Toxic Gases Connected to Ohio Train Derailment Cause Concern

black plume rises over East Palestine, Ohio
FILE – A man takes photos as a black plume rises over East Palestine, Ohio, as a result of a controlled detonation of a portion of the derailed Norfolk Southern train, Feb. 6, 2023. After toxic chemicals were released into the air from a wrecked train in Ohio, evacuated residents remain in the dark about what toxic substances are lingering in their vacated neighborhoods while they await approval to return home. (AP Photo/Gene J. Puskar, File)

By BRITTANY PETERSON and SETH BORENSTEIN AssociatedcPress

Days after crews released and burned toxic chemicals transported by a wrecked train in Ohio, residents remain concerned about the toxic substances that could be lingering in their evacuated neighborhoods.
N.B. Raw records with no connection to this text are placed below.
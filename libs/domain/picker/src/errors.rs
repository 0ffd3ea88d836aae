// [libs/domain/picker/src/errors.rs]
use thiserror::Error;

/// Failures raised while selecting the next chunk to work.
#[derive(Error, Debug)]
pub enum PickerError {
    /// Underlying ledger operation failed.
    #[error(transparent)]
    Ledger(#[from] prospector_ledger::LedgerError),

    /// Underlying SQLite call failed directly.
    #[error(transparent)]
    Sqlite(#[from] rusqlite::Error),

    /// The digit-rule engine rejected the search bounds it was handed.
    #[error(transparent)]
    Rules(#[from] prospector_rules::RuleError),
}

/// Convenience alias used throughout this crate.
pub type Result<T> = std::result::Result<T, PickerError>;
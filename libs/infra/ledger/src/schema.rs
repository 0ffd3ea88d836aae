// [libs/infra/ledger/src/schema.rs]
/*!
 * Structural synchronization for the work ledger.
 *
 * Three strata, applied in order on every `open`:
 *   1. solidify  — base tables, created if absent.
 *   2. evolve    — `ALTER TABLE ADD COLUMN` for each column added since the
 *                  first release, tolerating "duplicate column name" as the
 *                  expected steady-state outcome.
 *   3. harden    — acceleration indexes.
 *
 * The `tiles` table additionally carries its own rebuild migration, since a
 * `pubkey`-qualified uniqueness constraint can't be bolted on with `ALTER
 * TABLE ADD COLUMN` alone.
 */

use rusqlite::Connection;
use tracing::{debug, info, warn};

use crate::errors::{LedgerError, Result};

const TACTICAL_TABLES: &[(&str, &str)] = &[
    (
        "TABLE_RANGESETS",
        r#"
        CREATE TABLE IF NOT EXISTS rangesets(
          id              INTEGER PRIMARY KEY,
          name            TEXT UNIQUE NOT NULL,
          min_dec         TEXT NOT NULL,
          max_dec         TEXT NOT NULL,
          chunk_bits      INTEGER NOT NULL,
          next_index      TEXT DEFAULT '0',
          created_ts      TEXT NOT NULL,
          cfg_fingerprint TEXT,
          notes           TEXT
        );
    "#,
    ),
    (
        "TABLE_CHUNKS",
        r#"
        CREATE TABLE IF NOT EXISTS chunks(
          id           INTEGER PRIMARY KEY,
          rangeset_id  INTEGER NOT NULL,
          chunk_index  TEXT NOT NULL,
          start_dec    TEXT NOT NULL,
          end_dec      TEXT NOT NULL,
          status       TEXT NOT NULL CHECK(status IN ('queued','running','done','found','aborted','stalled')),
          claimed_ts   TEXT NOT NULL,
          started_ts   TEXT,
          finished_ts  TEXT,
          mk_s_now     REAL,
          mk_s_avg     REAL,
          dead         INTEGER,
          dp           INTEGER,
          expected_ops TEXT,
          nthreads     INTEGER,
          pubkey       TEXT,
          m_factor     REAL,
          dp_forced    INTEGER,
          band_min_dec TEXT,
          band_max_dec TEXT,
          output       TEXT,
          UNIQUE(rangeset_id, chunk_index)
        );
    "#,
    ),
];

const ACCELERATION_INDEXES: &[(&str, &str)] = &[
    ("IDX_TILES_BY_CHUNK", "CREATE INDEX IF NOT EXISTS tiles_by_chunk ON tiles(chunk_id);"),
    (
        "IDX_TILES_BY_STATUS",
        "CREATE INDEX IF NOT EXISTS tiles_by_status ON tiles(pubkey, status, level);",
    ),
];

/// Runs the full migration sequence. Safe to call on every process start —
/// every step is idempotent.
pub fn apply(conn: &Connection) -> Result<()> {
    conn.execute_batch("PRAGMA journal_mode=WAL;")
        .map_err(|e| LedgerError::Connection(e.to_string()))?;

    info!("ledger schema: solidifying base strata");
    solidify_base_strata(conn)?;

    debug!("ledger schema: evolving rangesets/chunks columns");
    evolve_rangesets(conn)?;
    evolve_chunks(conn)?;

    debug!("ledger schema: migrating tiles table");
    migrate_tiles(conn)?;

    debug!("ledger schema: hardening indexes");
    harden_indexes(conn)?;

    Ok(())
}

fn solidify_base_strata(conn: &Connection) -> Result<()> {
    for (identifier, sql) in TACTICAL_TABLES {
        debug!(identifier, "solidifying table");
        conn.execute_batch(sql)
            .map_err(|e| LedgerError::Migration(format!("{identifier}: {e}")))?;
    }
    Ok(())
}

fn add_column_if_missing(conn: &Connection, identifier: &str, sql: &str) -> Result<()> {
    match conn.execute(sql, []) {
        Ok(_) => {
            debug!(identifier, "applied evolutionary column");
            Ok(())
        }
        Err(e) => {
            let message = e.to_string();
            if message.contains("duplicate column name") {
                Ok(())
            } else {
                warn!(identifier, %message, "evolutionary column rejected");
                Err(LedgerError::Migration(format!("{identifier}: {message}")))
            }
        }
    }
}

fn has_column(conn: &Connection, table: &str, column: &str) -> Result<bool> {
    let mut stmt = conn.prepare(&format!("PRAGMA table_info({table})"))?;
    let found = stmt
        .query_map([], |row| row.get::<_, String>(1))?
        .filter_map(std::result::Result::ok)
        .any(|name| name == column);
    Ok(found)
}

fn evolve_rangesets(conn: &Connection) -> Result<()> {
    if !has_column(conn, "rangesets", "next_index")? {
        add_column_if_missing(
            conn,
            "RANGESET_NEXT_INDEX",
            "ALTER TABLE rangesets ADD COLUMN next_index TEXT DEFAULT '0'",
        )?;
    }
    if !has_column(conn, "rangesets", "created_ts")? {
        add_column_if_missing(conn, "RANGESET_CREATED_TS", "ALTER TABLE rangesets ADD COLUMN created_ts TEXT")?;
        conn.execute(
            "UPDATE rangesets SET created_ts=?1 WHERE created_ts IS NULL",
            [crate::util::utc_now_iso()],
        )?;
    }
    if !has_column(conn, "rangesets", "cfg_fingerprint")? {
        add_column_if_missing(
            conn,
            "RANGESET_FINGERPRINT",
            "ALTER TABLE rangesets ADD COLUMN cfg_fingerprint TEXT",
        )?;
        conn.execute(
            "UPDATE rangesets SET cfg_fingerprint = 'min:' || min_dec || '|max:' || max_dec || '|bits:' || chunk_bits \
             WHERE cfg_fingerprint IS NULL",
            [],
        )?;
    }
    Ok(())
}

fn evolve_chunks(conn: &Connection) -> Result<()> {
    const NEEDED: &[(&str, &str)] = &[
        ("claimed_ts", "TEXT"),
        ("started_ts", "TEXT"),
        ("finished_ts", "TEXT"),
        ("mk_s_now", "REAL"),
        ("mk_s_avg", "REAL"),
        ("dead", "INTEGER"),
        ("dp", "INTEGER"),
        ("expected_ops", "TEXT"),
        ("nthreads", "INTEGER"),
        ("pubkey", "TEXT"),
        ("m_factor", "REAL"),
        ("dp_forced", "INTEGER"),
        ("band_min_dec", "TEXT"),
        ("band_max_dec", "TEXT"),
        ("output", "TEXT"),
    ];
    for (name, typ) in NEEDED {
        if !has_column(conn, "chunks", name)? {
            add_column_if_missing(
                conn,
                &format!("CHUNK_{}", name.to_uppercase()),
                &format!("ALTER TABLE chunks ADD COLUMN {name} {typ}"),
            )?;
        }
    }
    Ok(())
}

fn table_sql(conn: &Connection, name: &str) -> Result<Option<String>> {
    conn.query_row(
        "SELECT sql FROM sqlite_master WHERE type='table' AND name=?1",
        [name],
        |row| row.get(0),
    )
    .map(Some)
    .or_else(|e| if e == rusqlite::Error::QueryReturnedNoRows { Ok(None) } else { Err(e.into()) })
}

const TILES_SHAPE: &str = r#"
  id           INTEGER PRIMARY KEY,
  pubkey       TEXT,
  level        INTEGER NOT NULL,
  start_hex    TEXT NOT NULL,
  status       TEXT NOT NULL CHECK(status IN ('running','done','found')),
  lease_ts     TEXT NOT NULL,
  rangeset_id  INTEGER,
  chunk_id     INTEGER,
  UNIQUE(pubkey, level, start_hex)
"#;

fn migrate_tiles(conn: &Connection) -> Result<()> {
    let exists = table_sql(conn, "tiles")?.is_some();
    if !exists {
        conn.execute_batch(&format!("CREATE TABLE IF NOT EXISTS tiles({TILES_SHAPE});"))?;
        return Ok(());
    }

    let needs_pubkey = !has_column(conn, "tiles", "pubkey")?;
    let sql = table_sql(conn, "tiles")?.unwrap_or_default();
    let normalized = sql.replace('\n', " ").replace("  ", " ");
    let has_unique_per_pubkey = normalized.contains("UNIQUE(pubkey, level, start_hex)");

    if !needs_pubkey && has_unique_per_pubkey {
        return Ok(());
    }

    info!("ledger schema: rebuilding tiles table to add pubkey-qualified uniqueness");
    conn.execute_batch("BEGIN IMMEDIATE;")?;
    let result = (|| -> Result<()> {
        conn.execute_batch("DROP TABLE IF EXISTS tiles_new;")?;
        conn.execute_batch(&format!("CREATE TABLE tiles_new({TILES_SHAPE});"))?;
        conn.execute_batch(
            "INSERT OR IGNORE INTO tiles_new(id, pubkey, level, start_hex, status, lease_ts, rangeset_id, chunk_id)
             SELECT t.id,
                    (SELECT c.pubkey FROM chunks c WHERE c.id = t.chunk_id) AS pubkey,
                    t.level, t.start_hex, t.status, t.lease_ts, t.rangeset_id, t.chunk_id
             FROM tiles t;",
        )?;
        conn.execute_batch("DROP TABLE tiles; ALTER TABLE tiles_new RENAME TO tiles;")?;
        Ok(())
    })();

    match result {
        Ok(()) => {
            conn.execute_batch("COMMIT;")?;
            Ok(())
        }
        Err(e) => {
            conn.execute_batch("ROLLBACK;")?;
            Err(e)
        }
    }
}

fn harden_indexes(conn: &Connection) -> Result<()> {
    for (identifier, sql) in ACCELERATION_INDEXES {
        debug!(identifier, "hardening index");
        conn.execute_batch(sql)
            .map_err(|e| LedgerError::Migration(format!("{identifier}: {e}")))?;
    }
    Ok(())
}

/// Returns the set of `status` values currently admitted by the `chunks`
/// table's `CHECK` constraint, read back from `sqlite_master`.
///
/// A hand-maintained constant would drift silently the day the constraint is
/// edited without updating this file; reading the live constraint keeps the
/// two in lockstep by construction.
pub fn allowed_chunk_statuses(conn: &Connection) -> Result<std::collections::HashSet<String>> {
    let sql = table_sql(conn, "chunks")?.unwrap_or_default();
    let re_start = match sql.to_ascii_uppercase().find("CHECK") {
        Some(i) => i,
        None => return Ok(default_statuses()),
    };
    let window = &sql[re_start..];
    let open = match window.find('(') {
        Some(i) => i,
        None => return Ok(default_statuses()),
    };
    // Find the matching close paren for the outer CHECK(...) group, then the
    // inner IN(...) list nested within it.
    let inner = match window[open..].find("IN") {
        Some(_) => window,
        None => return Ok(default_statuses()),
    };
    let list_open = match inner.find('(').map(|i| inner[i + 1..].find('(').map(|j| i + 1 + j)) {
        Some(Some(i)) => i,
        _ => return Ok(default_statuses()),
    };
    let list_close = match window[list_open..].find(')') {
        Some(i) => list_open + i,
        None => return Ok(default_statuses()),
    };
    let raw = &window[list_open + 1..list_close];
    let vals: std::collections::HashSet<String> = raw
        .split(',')
        .map(|v| v.trim().trim_matches(|c| c == '\'' || c == '"').to_string())
        .filter(|v| !v.is_empty())
        .collect();
    if vals.is_empty() {
        Ok(default_statuses())
    } else {
        Ok(vals)
    }
}

fn default_statuses() -> std::collections::HashSet<String> {
    ["queued", "running", "done", "found", "aborted", "stalled", "error"]
        .into_iter()
        .map(String::from)
        .collect()
}
// [libs/domain/picker/src/lib.rs]
/*!
 * Chunk-selection policies layered over the ledger: given a range-set,
 * decide which `2^chunk_bits`-wide slice to claim next, or resume whatever
 * is already `running`.
 */
#![deny(missing_docs)]

/// Error types returned by picker operations.
pub mod errors;
pub mod policies;

pub use errors::{PickerError, Result};
pub use policies::{claim_or_resume_chunk, pick_entropy, pick_random, pick_sequential, Picker};

#[cfg(test)]
mod tests {
    use super::*;
    use num_bigint::BigUint;
    use prospector_ledger::{open_in_memory, rangeset::upsert_rangeset};

    #[test]
    fn random_then_entropy_then_sequential_all_claim_something() {
        let conn = open_in_memory().unwrap();
        let rs = upsert_rangeset(&conn, "r", &BigUint::from(0u32), &BigUint::from(999u32), 4, false).unwrap();
        let c = claim_or_resume_chunk(&conn, &rs, Picker::Random, false, 1024).unwrap();
        assert!(c.is_some());
    }

    #[test]
    fn sequential_resumes_running_chunk_before_claiming_new() {
        let conn = open_in_memory().unwrap();
        let rs = upsert_rangeset(&conn, "seq", &BigUint::from(0u32), &BigUint::from(999u32), 4, false).unwrap();
        let first = claim_or_resume_chunk(&conn, &rs, Picker::Sequential, false, 1024).unwrap().unwrap();
        let second = claim_or_resume_chunk(&conn, &rs, Picker::Sequential, false, 1024).unwrap().unwrap();
        assert_eq!(first.id, second.id);
    }

    #[test]
    fn entropy_claims_midpoint_of_the_largest_gap() {
        let conn = open_in_memory().unwrap();
        let rs = upsert_rangeset(&conn, "ent", &BigUint::from(0u32), &BigUint::from(159u32), 4, false).unwrap();
        let n = rs.total_chunks();
        assert_eq!(n, 10);
        let first = pick_entropy(&conn, &rs).unwrap().unwrap();
        assert_eq!(first.chunk_index, (n - 1) / 2);
    }
}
About 50 cars, including 10 carrying hazardous materials, derailed in a fiery crash Friday in East Palestine, according to rail operator Norfolk Southern and the National Transportation Safety Board. Vinyl chloride was slowly released into the air Monday from five of those cars before crews ignited it to get rid of the highly flammable, toxic chemicals in a controlled environment, creating a dark plume of smoke.

Residents in the immediate area there and nearby in Pennsylvania were evacuated beforehand because of health risks from the fumes and can’t yet return Wednesday, as the impact of burning vinyl chloride is a concern.

WHAT IS VINYL CHLORIDE?

The gas is used to make the polyvinyl chloride hard plastic resin in plastic products. It is found in products such as credit cards, furniture and car parts, but is most notably used in PVC plastic piping, a common material for plumbing.

IS IT DANGEROUS?

Vinyl chloride is associated with increased risk of liver cancer and other cancers, according to the federal government’s National Cancer Institute.

The effect was studied in PVC pipe makers, who breathed in vinyl chloride and developed rare liver cancers, said Ruth Lunn, who studies carcinogens at the National Institute of Environmental Health Sciences.

“If you worked longer, you had a higher risk, and if your exposure levels were high, you had a higher risk,” Lunn said.

Vinyl chloride is dozens of times less toxic per molecule than the U.S.-banned insecticide DDT but more dangerous per part than ammonia and natural gas, according to federal regulations that dictate acceptable levels in the air.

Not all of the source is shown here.